§ **REQUIRED ACTION**:
After locating "#[derive(Debug, Parser)]" in the listing below, copy that line and each one after it exactly, ending with the line that has "pub enum CliError".

§ **EXERCISE DATA**:

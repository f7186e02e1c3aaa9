//! `json-logic` command-line front end.
//!
//! Holds the logic behind the binary so it can be tested without a process:
//! argument definitions, input loading and the rendered outcome.

use crate::engine::JsonLogic;
use clap::Parser;
use std::fs;
use std::io::{self, Read};
use thiserror::Error;
use tracing::Level;

/// Apply a JSON logic rule to JSON data.
#[derive(Debug, Parser)]
#[command(name = "json-logic", version)]
pub struct Args {
    /// Rule JSON: inline text, `@path` to read a file, or `-` for stdin.
    pub rule: String,

    /// Data JSON, in the same forms as the rule. Omit for no data.
    #[arg(short, long)]
    pub data: Option<String>,

    /// Only check that the rule is well formed; prints `true` or `false`.
    #[arg(long)]
    pub validate: bool,

    /// Pretty-print the result.
    #[arg(long)]
    pub pretty: bool,

    /// Increase log verbosity (repeatable).
    #[arg(short, long, action = clap::ArgAction::Count)]
    pub verbose: u8,
}

#[derive(Debug, Error)]
pub enum CliError {
    #[error("Cannot read \"{path}\": {source}")]
    Read {
        path: String,
        #[source]
        source: io::Error,
    },

    #[error("Cannot read stdin: {0}")]
    Stdin(#[source] io::Error),

    #[error("Rule and data cannot both be read from stdin.")]
    StdinTwice,

    #[error(transparent)]
    Logic(#[from] crate::Error),

    #[error("Cannot encode result: {0}")]
    Encode(#[from] serde_json::Error),
}

/// What the binary prints, and whether it exits successfully.
#[derive(Debug, Clone, PartialEq, Eq)]
pub struct Outcome {
    pub output: String,
    pub success: bool,
}

fn load(arg: &str, stdin: &mut dyn Read) -> Result<String, CliError> {
    if arg == "-" {
        let mut text = String::new();
        stdin.read_to_string(&mut text).map_err(CliError::Stdin)?;
        return Ok(text);
    }
    match arg.strip_prefix('@') {
        Some(path) => fs::read_to_string(path).map_err(|source| CliError::Read {
            path: path.to_string(),
            source,
        }),
        None => Ok(arg.to_string()),
    }
}

/// Runs one invocation. `stdin` backs the `-` input form.
pub fn run(args: &Args, stdin: &mut dyn Read) -> Result<Outcome, CliError> {
    if args.rule == "-" && args.data.as_deref() == Some("-") {
        return Err(CliError::StdinTwice);
    }
    let engine = JsonLogic::default();
    let rule = load(&args.rule, stdin)?;

    if args.validate {
        let valid = engine.is_valid_json(&rule);
        return Ok(Outcome {
            output: valid.to_string(),
            success: valid,
        });
    }

    let data = args
        .data
        .as_deref()
        .map(|data| load(data, stdin))
        .transpose()?;
    let result = engine.apply_json(&rule, data.as_deref())?;
    let output = if args.pretty {
        serde_json::to_string_pretty(&result)?
    } else {
        serde_json::to_string(&result)?
    };
    Ok(Outcome {
        output,
        success: true,
    })
}

/// Log level for the number of `-v` flags.
pub fn log_level(verbose: u8) -> Level {
    match verbose {
        0 => Level::WARN,
        1 => Level::INFO,
        2 => Level::DEBUG,
        _ => Level::TRACE,
    }
}
use crate::types::Arity;
use crate::value::Kind;
use thiserror::Error;

/// A structural problem with a rule, detectable without data.
#[derive(Error, Debug, Clone, PartialEq, Eq)]
pub enum ValidationError {
    #[error("Unknown operator \"{0}\".")]
    UnknownOperator(String),

    #[error("\"{operator}\" operator expects {expected}, got {found}.")]
    Arity {
        operator: String,
        expected: Arity,
        found: usize,
    },

    #[error("Ambiguous rule: an operator object must have exactly one key, found {keys}.")]
    AmbiguousRule { keys: usize },

    #[error("Invalid operand for \"{operator}\": {reason}.")]
    InvalidOperand {
        operator: String,
        reason: &'static str,
    },
}

/// Everything that can go wrong between rule text and a bound result.
#[derive(Error, Debug, Clone, PartialEq)]
pub enum Error {
    #[error("Invalid {input} JSON: {message}")]
    Decode {
        input: &'static str,
        message: String,
    },

    #[error(transparent)]
    Validation(#[from] ValidationError),

    #[error("Type mismatch in \"{operator}\": expected {expected}, found {found}.")]
    TypeMismatch {
        operator: &'static str,
        expected: &'static str,
        found: Kind,
    },

    #[error("Division by zero in \"{operator}\".")]
    DivisionByZero { operator: &'static str },

    #[error("Cannot bind result: {0}")]
    Binding(String),
}

impl Error {
    pub(crate) fn mismatch(operator: &'static str, expected: &'static str, found: Kind) -> Self {
        Error::TypeMismatch {
            operator,
            expected,
            found,
        }
    }
}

§ **RESULT OF THIS TASK**:
#[derive(Debug, Parser)]
#[command(name = "json-logic", version)]
pub struct Args {
    /// Rule JSON: inline text, `@path` to read a file, or `-` for stdin.
    pub rule: String,

    /// Data JSON, in the same forms as the rule. Omit for no data.
    #[arg(short, long)]
    pub data: Option<String>,

    /// Only check that the rule is well formed; prints `true` or `false`.
    #[arg(long)]
    pub validate: bool,

    /// Pretty-print the result.
    #[arg(long)]
    pub pretty: bool,

    /// Increase log verbosity (repeatable).
    #[arg(short, long, action = clap::ArgAction::Count)]
    pub verbose: u8,
}

#[derive(Debug, Error)]
pub enum CliError {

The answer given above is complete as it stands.